1940年8月のベルリン。金髪でアーリア人のような容姿をもつ18歳のステラ・ゴルトシュラークはアメリカに渡ってジャズシンガーになることを夢見ていた。しかし、彼女はユダヤ人だったため、それは叶わない夢だった。3年後、軍需工場で強制労働を強いられていたが、ユダヤ人向けの偽造身分証を販売するロルフと出会い、恋に落ちる。同胞や家族が隠れて生活する中、二人は、ユダヤ人の窮状を利用して、偽造した身分証を手配していた。しかし、そのことが発覚し、ゲシュタポに逮捕される。〝死の工場〟と噂されているアウシュヴィッツへ移送されるのを免れるため、ステラはゲシュタポに協力して、ベルリンに隠れているユダヤ人逮捕に協力した。終戦後、生き残るために同胞を裏切ったステラは、ナチスへの協力者として裁判にかけられる……。

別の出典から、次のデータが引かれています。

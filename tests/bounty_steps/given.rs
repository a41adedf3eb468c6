//! Given steps for bounty lifecycle BDD scenarios.

use super::world::{BountyWorld, account, run_async};
use bounty_board::task::services::CreateTaskRequest;
use eyre::WrapErr;
use rstest_bdd_macros::given;

#[given(
    r#""{creator}" has posted a task "{title}" with a reward of {reward:f64} units for {days:u32} days"#
)]
fn task_posted(
    world: &mut BountyWorld,
    creator: String,
    title: String,
    reward: f64,
    days: u32,
) -> Result<(), eyre::Report> {
    let request = CreateTaskRequest::new(creator, title, "Posted by a scenario", reward, days);
    let task = run_async(world.service.create_task(request)).wrap_err("post scenario task")?;
    world.current_task = Some(task);
    Ok(())
}

#[given(r#""{worker}" has claimed the task"#)]
fn task_claimed(world: &mut BountyWorld, worker: String) -> Result<(), eyre::Report> {
    let task_id = world.task_id()?;
    let claimant = account(worker)?;
    let task = run_async(world.service.claim_task(task_id, &claimant)).wrap_err("claim task")?;
    world.current_task = Some(task);
    Ok(())
}

#[given(r#""{worker}" has submitted proof "{uri}""#)]
fn proof_submitted(world: &mut BountyWorld, worker: String, uri: String) -> Result<(), eyre::Report> {
    let task_id = world.task_id()?;
    let claimant = account(worker)?;
    let task = run_async(world.service.submit_proof(task_id, &claimant, uri))
        .wrap_err("submit proof")?;
    world.current_task = Some(task);
    Ok(())
}

#[given(r#"the settlement gateway rejects the next transfer with "{reason}""#)]
fn gateway_rejects_next(world: &mut BountyWorld, reason: String) {
    world.gateway.fail_next(reason);
}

映画のラストで「彼女は加害者であるとともに、被害者でもある」というテロップが流れる。なるほど、同胞を裏切らなければ生き残れない状況は確かに悲劇である。もし、ナチスによるホロコーストがなければ、否、ステラがアメリカに移住できていたなら、同胞を裏切ることはなかったであろう。しかし、いくらそうした悲劇的な状況であっても、自分の親しい人や友人たちを裏切ることができるであろうか? 単に〝裏切った〟のではなく、積極的に同胞を〝売って〟いたのだ。(だから、彼女は同胞から〝Blonde Poison〔金髪の毒婦〕〟や〝Blonde Lorelei〔金髪の魔女〕〟と呼ばれていた)
もし、筆者が彼女の立場だったら、同胞を売るくらいなら死を選ぶであろう。そんなことをして一日を永らえたとしても、自責の念で苦しまなければならない。それに、そこまでして、当時のユダヤ人が置かれた状況の下で生きたいとは思わない。しかし、そう思うのは、結婚して子ども独立し、孫もいる、もうすぐ65歳を迎える筆者にとって、人生にそんなに思い残すことはないからであろうか? もし、彼女と同じような人生がこれからという18歳だったら、果てして現在と同じ思いを抱くであろうか? ……いや、それでも、やはり筆者なら裏切らない。